[e2e] Why do we need TCP flow control (rwnd)?

Tue Jul 1 12:36:06 PDT 2008

I think of this kind of stuff as *real* network research, Fred.   Good 
stuff.

Fred Baker wrote:
> On Jul 1, 2008, at 9:03 AM, David P. Reed wrote:
>> From studying actual congestive collapses, one can figure out how to 
>> prevent them.
>
> OK, glad to hear it. I apologize for the form of the data I will 
> offer; it is of the rawest type. But you may find it illuminating. 
> Before I start, please understand that the network I am about to 
> discuss had a very serious problem at one time and has fixed it since. 
> So while the charts are a great example of a bad issue, this 
> discussion should not reflect negatively on the present network in 
> question.
>
> The scenario is a network in Africa that connected at the time to the 
> great wide world via VSAT. It is a university, and at the time had 
> O(20K) students behind a pair of links from two companies, one at 512 
> KBPS and one at 1 MBPS. I was there in 2004 and had a file (my annual 
> performance review) that I needed to upload. The process took all day 
> and even at the end of it failed to complete. I wondered why, whipped 
> out that great little bit of Shareware named PingPlotter (which I 
> found very useful back when I ran on a Windows system) and took this 
> picture:
>
>     ftp://ftpeng.cisco.com/fred/collapse/ams3-dmzbb-gw1.cisco.com.gif
>
> The second column from the left is the loss rate; as you can see, it 
> was between 30 and 40%. The little red lines across the bottom are 
> indicative of individual losses, and indicate that they were ongoing.
>
> Based on this data, I convinced the school to increase its bandwidth 
> by an order of magnitude. It had the same two links, but now at 5 and 
> 10 MBPS. Six months later I repeated the experiment but from the other 
> end, this time not using PingPlotter because I had changed computers 
> and PingPlotter doesn't run on my Mac (wah!). The difference between 
> the raw file and the "edited" file is 22 data points that were clear 
> outliers. In this, I ran simultaneous pings to the system's two 
> addresses, and in so doing measured the ping RTT on both the 5 and 10 
> MBPS path.
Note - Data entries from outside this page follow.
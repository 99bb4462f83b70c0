//! ARC document parsing and schema definitions.
//!
//! This module handles:
//! - Materializing the exported ISA JSON into typed structures
//! - Assignment values (scalars and annotated terms)
//! - Selecting the assay whose process sequence is converted

pub mod arc_json;
pub mod schema;
pub mod value;

// Re-export main types
pub use arc_json::{parse_arc_document, select_assay};
pub use schema::{
    ArcDocument, Assay, Assignment, Characteristic, FactorValue, Material, ParameterValue,
    Person, ProcessNode,
};
pub use value::{OntologyTerm, Value};
//! Session environment: an ordered mapping of well-known keys.
//!
//! The environment always reflects the last accepted value, whether it
//! came from the caller's configuration or from a server environment
//! change. [`crate::Connection::disconnect`] hands it back so a caller
//! can reconnect with identical parameters.

use tds5_protocol::token::EnvChangeKind;

use crate::config::Config;

/// Well-known environment keys.
#[derive(Debug, Clone, Copy, PartialEq, Eq)]
pub enum EnvKey {
    /// Server host.
    Host,
    /// Server port.
    Port,
    /// Login user name.
    User,
    /// Login password.
    Password,
    /// Current database.
    Database,
    /// Application name.
    AppName,
    /// Client library name.
    LibName,
    /// Session language.
    Language,
    /// Session character set.
    CharSet,
    /// Negotiated packet size.
    PacketSize,
}

impl EnvKey {
    /// The key's canonical name.
    #[must_use]
    pub fn as_str(&self) -> &'static str {
        match self {
            Self::Host => "host",
            Self::Port => "port",
            Self::User => "user",
            Self::Password => "password",
            Self::Database => "database",
            Self::AppName => "app_name",
            Self::LibName => "lib_name",
            Self::Language => "language",
            Self::CharSet => "char_set",
            Self::PacketSize => "packet_size",
        }
    }

    /// Map a server environment change kind onto an environment key.
    /// Changes outside the recognized set return `None`.
    #[must_use]
    pub fn from_change(kind: EnvChangeKind) -> Option<Self> {
        match kind {
            EnvChangeKind::Database => Some(Self::Database),
            EnvChangeKind::Language => Some(Self::Language),
            EnvChangeKind::CharSet => Some(Self::CharSet),
            EnvChangeKind::PacketSize => Some(Self::PacketSize),
            EnvChangeKind::Other(_) => None,
        }
    }
}

impl std::fmt::Display for EnvKey {
    fn fmt(&self, f: &mut std::fmt::Formatter<'_>) -> std::fmt::Result {
        f.write_str(self.as_str())
    }
}

/// Ordered key/value session environment.
#[derive(Debug, Clone, Default)]
pub struct Environment {
    entries: Vec<(EnvKey, String)>,
}

impl Environment {
    pub(crate) fn from_config(config: &Config) -> Self {
        let mut env = Self::default();
        env.set(EnvKey::Host, config.host.clone());
        env.set(EnvKey::Port, config.port.to_string());
        env.set(EnvKey::User, config.user.clone());
        env.set(EnvKey::Password, config.password.clone());
        if let Some(database) = &config.database {
            env.set(EnvKey::Database, database.clone());
        }
        env.set(EnvKey::AppName, config.app_name.clone());
        env.set(EnvKey::LibName, config.lib_name.clone());
        env.set(EnvKey::Language, config.language.clone());
        env.set(EnvKey::CharSet, config.char_set.clone());
        env.set(EnvKey::PacketSize, config.packet_size.to_string());
        env
    }

    /// Look up a key.
    #[must_use]
    pub fn get(&self, key: EnvKey) -> Option<&str> {
        self.entries
            .iter()
            .find(|(k, _)| *k == key)
            .map(|(_, v)| v.as_str())
    }

    /// Insert or update a key, preserving first-insertion order.
    pub fn set(&mut self, key: EnvKey, value: String) {
        match self.entries.iter_mut().find(|(k, _)| *k == key) {
            Some(entry) => entry.1 = value,
            None => self.entries.push((key, value)),
        }
    }

    /// Iterate over entries in insertion order.
    pub fn iter(&self) -> impl Iterator<Item = (EnvKey, &str)> {
        self.entries.iter().map(|(k, v)| (*k, v.as_str()))
    }

    /// Number of entries.
    #[must_use]
    pub fn len(&self) -> usize {
        self.entries.len()
    }

    /// Check if the environment is empty.
    #[must_use]
    pub fn is_empty(&self) -> bool {
        self.entries.is_empty()
    }
}

#[cfg(test)]
mod tests {
    use super::*;

    #[test]
    fn set_upserts_in_place() {
        let mut env = Environment::default();
        env.set(EnvKey::Database, "master".to_string());
        env.set(EnvKey::Language, "us_english".to_string());
        env.set(EnvKey::Database, "pubs2".to_string());

        assert_eq!(env.get(EnvKey::Database), Some("pubs2"));
        assert_eq!(env.len(), 2);
        let keys: Vec<_> = env.iter().map(|(k, _)| k).collect();
        assert_eq!(keys, vec![EnvKey::Database, EnvKey::Language]);
    }

    #[test]
    fn from_config_captures_connection_parameters() {
        let config = Config::new("db1").with_port(4100).with_database("pubs2");
        let env = Environment::from_config(&config);

        assert_eq!(env.get(EnvKey::Host), Some("db1"));
        assert_eq!(env.get(EnvKey::Port), Some("4100"));
        assert_eq!(env.get(EnvKey::Database), Some("pubs2"));
        assert_eq!(env.get(EnvKey::PacketSize), Some("512"));
    }

    #[test]
    fn change_kind_mapping() {
        assert_eq!(
            EnvKey::from_change(EnvChangeKind::PacketSize),
            Some(EnvKey::PacketSize)
        );
        assert_eq!(EnvKey::from_change(EnvChangeKind::Other(9)), None);
    }
}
You will see very clearly that the 10 MBPS path was not 
> overloaded and didn't experience significant queuing delays (although 
> the satellite delay is pretty obvious), while the 5 MBPS path was 
> heavily loaded throughout the day and many samples were in the 2000 ms 
> ballpark.
>
>     ftp://ftpeng.cisco.com/fred/collapse/Makerere-April-4-2005-edited.pdf
>     ftp://ftpeng.cisco.com/fred/collapse/Makerere-April-4-2005.pdf
>
> The delay distribution, for all that high delay on the 5 MBPS path, is 
> surprisingly similar to what one finds on any other link. Visually, it 
> could be confused with a Poisson distribution.
>
>     
> ftp://ftpeng.cisco.com/fred/collapse/Makerere-April-4-2005-delay-distribution.pdf 
>
>
> Looking at it in log-linear, however, the difference between the two 
> links becomes pretty obvious. The overprovisioned link looks pretty 
> normal, but the saturated link has a clear bimodal behavior. When it's 
> not all that busy, delays are nominal, but it has a high density 
> around 2000 ms RTT and a scattering in between. When it is saturated - 
> which it is much of the day - TCP is driving to the cliff, and the 
> link's timing reflects the fact.
>
>     
> ftp://ftpeng.cisco.com/fred/collapse/Makerere-April-4-2005-log-linear-delay-distribution.pdf 
>
>
> A sample space of one is an example, not a study - data, not 
> information. But I think the example, coupled with our knowledge of 
> queuing theory and general experience, supports four comments:
>
> (1) there ain't nothin' quite like having enough bandwidth. If the 
> offered load vastly exceeds capacity, nobody gets anything done. This 
> is the classic congestive collapse scenario as predicted in rfcs 896 
> and 970. A  review of Nagle's game theory discussion in 970 is 
> illuminating.
>
> (2) there ain't nothin' quite like having enough bandwidth. In a 
> statistical network, if the offered load approximates capacity, delay 
> is maximized, and loss (which is the extreme case of delay) erodes the 
> network's effectiveness.
>
> (3) TCP's congestion control algorithms seek to maximize throughput, 
> but will work with whatever capacity they find available. If a link is 
> in a congestive collapse scenario, increasing capacity by an order of 
> magnitude results in TCP being released to increase its windows and, 
> through the "fast retransmit" heuristic, recover from occasional 
> losses in stride. It will do so, and the result will be to use the 
> available capacity regardless of what it is.
>
> (4) congestion control algorithms that tune to the cliff obtain no 
> better throughput than algorithms that tune to the knee. That is by 
> definition: both the knee and the cliff maximize throughput, but the 
> cliff also maximizes queue depth at the bottleneck. Hence, algorithms 
> that tune to the knee are no worse for the individual end system, but 
> better for the network and the aggregate of its users. The difference 
> between a link that is overprovisioned and one on which offered load 
> approximates capacity is that on one TCP moves data freely while on 
> the other TCP works around the fragility in the network to provide 
> adequate service in the face of performance issues.
>